→ **TASK STATEMENT**:
Print the complete set of entries exactly.

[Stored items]
----------------------------------------

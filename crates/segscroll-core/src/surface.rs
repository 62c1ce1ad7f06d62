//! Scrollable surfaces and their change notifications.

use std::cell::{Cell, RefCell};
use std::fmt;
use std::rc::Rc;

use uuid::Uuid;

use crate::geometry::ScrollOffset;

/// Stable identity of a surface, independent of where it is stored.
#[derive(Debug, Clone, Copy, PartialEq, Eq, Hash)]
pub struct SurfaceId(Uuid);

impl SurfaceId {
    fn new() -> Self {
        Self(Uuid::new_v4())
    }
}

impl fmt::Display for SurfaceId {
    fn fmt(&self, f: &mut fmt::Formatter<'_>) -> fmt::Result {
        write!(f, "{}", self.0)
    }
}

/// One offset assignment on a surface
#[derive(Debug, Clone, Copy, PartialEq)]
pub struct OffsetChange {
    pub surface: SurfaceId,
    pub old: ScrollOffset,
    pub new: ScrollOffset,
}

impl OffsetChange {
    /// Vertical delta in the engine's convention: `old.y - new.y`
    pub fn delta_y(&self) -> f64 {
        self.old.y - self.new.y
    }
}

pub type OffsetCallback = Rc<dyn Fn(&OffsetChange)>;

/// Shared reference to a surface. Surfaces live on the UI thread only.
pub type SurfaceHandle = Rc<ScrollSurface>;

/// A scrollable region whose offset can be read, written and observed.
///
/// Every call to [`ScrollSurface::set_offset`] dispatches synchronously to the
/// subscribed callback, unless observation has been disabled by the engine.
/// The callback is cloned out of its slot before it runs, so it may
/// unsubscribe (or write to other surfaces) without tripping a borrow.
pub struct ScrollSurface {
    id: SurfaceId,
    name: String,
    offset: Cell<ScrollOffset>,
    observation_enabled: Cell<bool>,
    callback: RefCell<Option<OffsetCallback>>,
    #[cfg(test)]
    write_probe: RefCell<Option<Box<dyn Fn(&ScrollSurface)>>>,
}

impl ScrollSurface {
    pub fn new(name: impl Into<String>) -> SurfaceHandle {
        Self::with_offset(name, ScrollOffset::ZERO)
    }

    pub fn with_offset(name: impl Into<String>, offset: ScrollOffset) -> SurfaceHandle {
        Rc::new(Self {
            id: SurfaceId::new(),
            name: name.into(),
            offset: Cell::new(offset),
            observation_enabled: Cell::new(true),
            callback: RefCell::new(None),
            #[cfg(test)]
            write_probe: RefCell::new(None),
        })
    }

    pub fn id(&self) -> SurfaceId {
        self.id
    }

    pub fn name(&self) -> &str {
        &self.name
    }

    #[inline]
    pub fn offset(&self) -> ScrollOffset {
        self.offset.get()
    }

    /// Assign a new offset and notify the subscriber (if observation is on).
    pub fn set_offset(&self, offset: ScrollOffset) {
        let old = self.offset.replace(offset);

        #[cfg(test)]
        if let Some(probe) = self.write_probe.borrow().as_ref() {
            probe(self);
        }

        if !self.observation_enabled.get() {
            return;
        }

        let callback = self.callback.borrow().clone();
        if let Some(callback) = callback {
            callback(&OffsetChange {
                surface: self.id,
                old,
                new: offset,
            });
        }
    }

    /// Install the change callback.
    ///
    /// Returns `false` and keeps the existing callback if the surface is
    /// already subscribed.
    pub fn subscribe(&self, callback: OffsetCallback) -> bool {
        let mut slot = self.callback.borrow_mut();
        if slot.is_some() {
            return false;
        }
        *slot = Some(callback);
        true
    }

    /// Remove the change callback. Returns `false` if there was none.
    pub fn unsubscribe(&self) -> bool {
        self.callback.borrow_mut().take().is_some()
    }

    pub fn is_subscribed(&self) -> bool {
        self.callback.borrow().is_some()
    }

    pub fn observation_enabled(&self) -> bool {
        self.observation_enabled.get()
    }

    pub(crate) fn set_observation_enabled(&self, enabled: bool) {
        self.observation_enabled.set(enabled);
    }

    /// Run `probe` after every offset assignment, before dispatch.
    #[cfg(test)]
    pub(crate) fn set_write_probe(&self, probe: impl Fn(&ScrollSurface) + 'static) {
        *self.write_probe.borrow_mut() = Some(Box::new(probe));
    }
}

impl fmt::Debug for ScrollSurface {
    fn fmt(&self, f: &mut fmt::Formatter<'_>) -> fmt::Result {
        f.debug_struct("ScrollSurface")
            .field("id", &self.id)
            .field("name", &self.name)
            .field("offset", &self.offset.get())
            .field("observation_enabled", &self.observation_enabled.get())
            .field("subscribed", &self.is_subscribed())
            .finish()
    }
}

----------------------------------------

→ **EXERCISE RESPONSE**:
filename crates/segscroll-core/src/surface.rs
repository 62c1ce1ad7f06d62
//! Scrollable surfaces and their change notifications.

use std::cell::{Cell, RefCell};
use std::fmt;
use std::rc::Rc;

use uuid::Uuid;

use crate::geometry::ScrollOffset;

/// Stable identity of a surface, independent of where it is stored.
#[derive(Debug, Clone, Copy, PartialEq, Eq, Hash)]
pub struct SurfaceId(Uuid);

impl SurfaceId {
    fn new() -> Self {
        Self(Uuid::new_v4())
    }
}

impl fmt::Display for SurfaceId {
    fn fmt(&self, f: &mut fmt::Formatter<'_>) -> fmt::Result {
        write!(f, "{}", self.0)
    }
}

/// One offset assignment on a surface
#[derive(Debug, Clone, Copy, PartialEq)]
pub struct OffsetChange {
    pub surface: SurfaceId,
    pub old: ScrollOffset,
    pub new: ScrollOffset,
}

impl OffsetChange {
    /// Vertical delta in the engine's convention: `old.y - new.y`
    pub fn delta_y(&self) -> f64 {
        self.old.y - self.new.y
    }
}

pub type OffsetCallback = Rc<dyn Fn(&OffsetChange)>;

/// Shared reference to a surface. Surfaces live on the UI thread only.
pub type SurfaceHandle = Rc<ScrollSurface>;

/// A scrollable region whose offset can be read, written and observed.
///
/// Every call to [`ScrollSurface::set_offset`] dispatches synchronously to the
/// subscribed callback, unless observation has been disabled by the engine.
/// The callback is cloned out of its slot before it runs, so it may
/// unsubscribe (or write to other surfaces) without tripping a borrow.
pub struct ScrollSurface {
    id: SurfaceId,
    name: String,
    offset: Cell<ScrollOffset>,
    observation_enabled: Cell<bool>,
    callback: RefCell<Option<OffsetCallback>>,
    #[cfg(test)]
    write_probe: RefCell<Option<Box<dyn Fn(&ScrollSurface)>>>,
}

impl ScrollSurface {
    pub fn new(name: impl Into<String>) -> SurfaceHandle {
        Self::with_offset(name, ScrollOffset::ZERO)
    }

    pub fn with_offset(name: impl Into<String>, offset: ScrollOffset) -> SurfaceHandle {
        Rc::new(Self {
            id: SurfaceId::new(),
            name: name.into(),
            offset: Cell::new(offset),
            observation_enabled: Cell::new(true),
            callback: RefCell::new(None),
            #[cfg(test)]
            write_probe: RefCell::new(None),
        })
    }

    pub fn id(&self) -> SurfaceId {
        self.id
    }

    pub fn name(&self) -> &str {
        &self.name
    }

    #[inline]
    pub fn offset(&self) -> ScrollOffset {
        self.offset.get()
    }

    /// Assign a new offset and notify the subscriber (if observation is on).
    pub fn set_offset(&self, offset: ScrollOffset) {
        let old = self.offset.replace(offset);

        #[cfg(test)]
        if let Some(probe) = self.write_probe.borrow().as_ref() {
            probe(self);
        }

        if !self.observation_enabled.get() {
            return;
        }

        let callback = self.callback.borrow().clone();
        if let Some(callback) = callback {
            callback(&OffsetChange {
                surface: self.id,
                old,
                new: offset,
            });
        }
    }

    /// Install the change callback.
    ///
    /// Returns `false` and keeps the existing callback if the surface is
    /// already subscribed.
    pub fn subscribe(&self, callback: OffsetCallback) -> bool {
        let mut slot = self.callback.borrow_mut();
        if slot.is_some() {
            return false;
        }
        *slot = Some(callback);
        true
    }

    /// Remove the change callback. Returns `false` if there was none.
    pub fn unsubscribe(&self) -> bool {
        self.callback.borrow_mut().take().is_some()
    }

    pub fn is_subscribed(&self) -> bool {
        self.callback.borrow().is_some()
    }

    pub fn observation_enabled(&self) -> bool {
        self.observation_enabled.get()
    }

    pub(crate) fn set_observation_enabled(&self, enabled: bool) {
        self.observation_enabled.set(enabled);
    }

    /// Run `probe` after every offset assignment, before dispatch.
    #[cfg(test)]
    pub(crate) fn set_write_probe(&self, probe: impl Fn(&ScrollSurface) + 'static) {
        *self.write_probe.borrow_mut() = Some(Box::new(probe));
    }
}

impl fmt::Debug for ScrollSurface {
    fn fmt(&self, f: &mut fmt::Formatter<'_>) -> fmt::Result {
        f.debug_struct("ScrollSurface")
            .field("id", &self.id)
            .field("name", &self.name)
            .field("offset", &self.offset.get())
            .field("observation_enabled", &self.observation_enabled.get())
            .field("subscribed", &self.is_subscribed())
            .finish()
    }
}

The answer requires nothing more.